Pharmacotherapies in Parkinson Disease: Investigating Trends and Adverse Health Outcomes

Abstract

Parkinson disease (PD) is the second most common neurodegenerative disease worldwide, with estimates suggesting that PD prevalence and incidence will increase with aging populations. Therapeutic options and clinical guidelines for PD have significantly changed over the past 15 years; however, pharmacoepidemiology data in PD are lacking, especially regarding adverse effects of non-ergot dopamine agonists (DAs) and outcomes associated with anticholinergic burden.
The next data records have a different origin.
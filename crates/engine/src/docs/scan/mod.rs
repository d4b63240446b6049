// SPDX-License-Identifier: BUSL-1.1
// Copyright (c) 2026 Alfred Jean LLC

//! Verification passes over the documentation tree.
//!
//! Each pass is a pure function over the filesystem, run off the async
//! runtime via `spawn_blocking`. Issues carry enough context (file, line,
//! surrounding text) for a session agent to fix them without re-scanning.

pub(crate) mod cli;
pub(crate) mod exports;
pub(crate) mod links;
pub(crate) mod paths;

use serde::{Deserialize, Serialize};
use sf_core::Complexity;
use std::path::{Path, PathBuf};

/// File extensions a documentation path reference may point at.
pub(crate) const SUPPORTED_EXTENSIONS: &[&str] = &["ts", "js", "tsx", "jsx", "json", "md"];

#[derive(Debug, Clone, Copy, PartialEq, Eq, Serialize, Deserialize)]
#[serde(rename_all = "snake_case")]
pub enum IssueType {
    FilePath,
    InternalLink,
    Export,
    CliCommand,
    /// Reserved: the pass currently reports nothing.
    TypeField,
    /// Reserved: the pass currently reports nothing.
    ApiMethod,
}

#[derive(Debug, Clone, Copy, PartialEq, Eq, PartialOrd, Ord, Serialize, Deserialize)]
#[serde(rename_all = "lowercase")]
pub enum Confidence {
    Low,
    Medium,
    High,
}

/// One referential-drift finding.
#[derive(Debug, Clone, PartialEq, Serialize, Deserialize)]
pub struct DocIssue {
    #[serde(rename = "type")]
    pub issue_type: IssueType,
    /// Path relative to the workspace root.
    pub file: String,
    /// 1-based line number.
    pub line: usize,
    pub description: String,
    pub current_value: String,
    #[serde(default, skip_serializing_if = "Option::is_none")]
    pub suggested_fix: Option<String>,
    pub confidence: Confidence,
    pub complexity: Complexity,
    /// ±2 lines of surrounding text.
    pub context: String,
}

/// All markdown files under `root`, recursively, in stable order.
pub(crate) fn markdown_files(root: &Path) -> Vec<PathBuf> {
    let mut files = Vec::new();
    collect_markdown(root, &mut files);
    files.sort();
    files
}

fn collect_markdown(dir: &Path, out: &mut Vec<PathBuf>) {
    let Ok(entries) = std::fs::read_dir(dir) else { return };
    for entry in entries.flatten() {
        let path = entry.path();
        if path.is_dir() {
            collect_markdown(&path, out);
        } else if path.extension().is_some_and(|ext| ext == "md") {
            out.push(path);
        }
    }
}

/// Workspace-relative display path.
pub(crate) fn relative_path(root: &Path, path: &Path) -> String {
    path.strip_prefix(root).unwrap_or(path).display().to_string()
}

/// The line plus two lines either side, for issue context.
pub(crate) fn context_around(lines: &[&str], index: usize) -> String {
    let start = index.saturating_sub(2);
    let end = (index + 3).min(lines.len());
    lines[start..end].join("\n")
}

#[cfg(test)]
#[path = "scan_tests.rs"]
mod tests;
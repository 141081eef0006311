use super::*;

#[test]
fn marker_position_is_proportional_to_track_width() {
    assert_eq!(marker_left_px(0, 4, 800.0), 0.0);
    assert_eq!(marker_left_px(1, 4, 800.0), 200.0);
    assert_eq!(marker_left_px(3, 4, 800.0), 600.0);
}

#[test]
fn marker_top_stop_reaches_full_track_width() {
    assert_eq!(marker_left_px(4, 4, 800.0), 800.0);
}

#[test]
fn marker_math_guards_zero_levels() {
    // Degenerate corpus entry; denominator is floored at 1.
    assert_eq!(marker_left_px(0, 0, 800.0), 0.0);
}

#[test]
fn marker_handles_zero_width_track() {
    assert_eq!(marker_left_px(2, 4, 0.0), 0.0);
}

#[test]
fn divider_fractions_split_track_into_level_columns() {
    assert_eq!(divider_fraction(0, 4), 0.25);
    assert_eq!(divider_fraction(1, 4), 0.5);
    assert_eq!(divider_fraction(2, 4), 0.75);
}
The objectives of this doctoral research are threefold: 1) examine patterns of antiparkinson drug use in relation to clinical guideline publication, drug availability, and emerging safety concerns; 2) determine whether PD patients treated with non-ergot DAs are at increased risk of adverse cardiovascular or cerebrovascular outcomes; and 3) determine whether anticholinergic burden is associated with adverse outcomes in PD. Specific research questions were investigated using epidemiological methods and electronic health data from Cerner Health Facts®, an electronic medical record database that stores time-stamped patient records for more than 300 Cerner subscribing facilities across the United States. Findings from this work are reported in a series of manuscripts, all of which have been published. Key findings include: 1) DA use began declining in 2007, from 34% to 27% in 2012. The decline followed publication of the American Academy of Neurology’s practice parameter refuting levodopa toxicity, pergolide withdrawal, and pramipexole label revisions; 2) heart failure was the only adverse cardiovascular or cerebrovascular outcome that demonstrated a significant association with non-ergot DA use, mainly pramipexole; and 3) anticholinergic burden in PD was associated with the diagnosis of fracture and delirium, and significantly increased the risk of emergency department visit and readmission post inpatient discharge. Reported antiparkinson prescribing trends suggest that safety and best practice information may be communicated effectively in PD. Although findings warrant replication, individuals with PD and independent risk factors for or a history of heart failure may benefit from limited use of pramipexole. Similarly, individuals with PD may benefit from substituting non-PD medications with anticholinergic effects for equally effective non-anticholinergic agents. Additional pharmacovigilance studies are needed to better understand health risks and the impact of population health interventions in PD.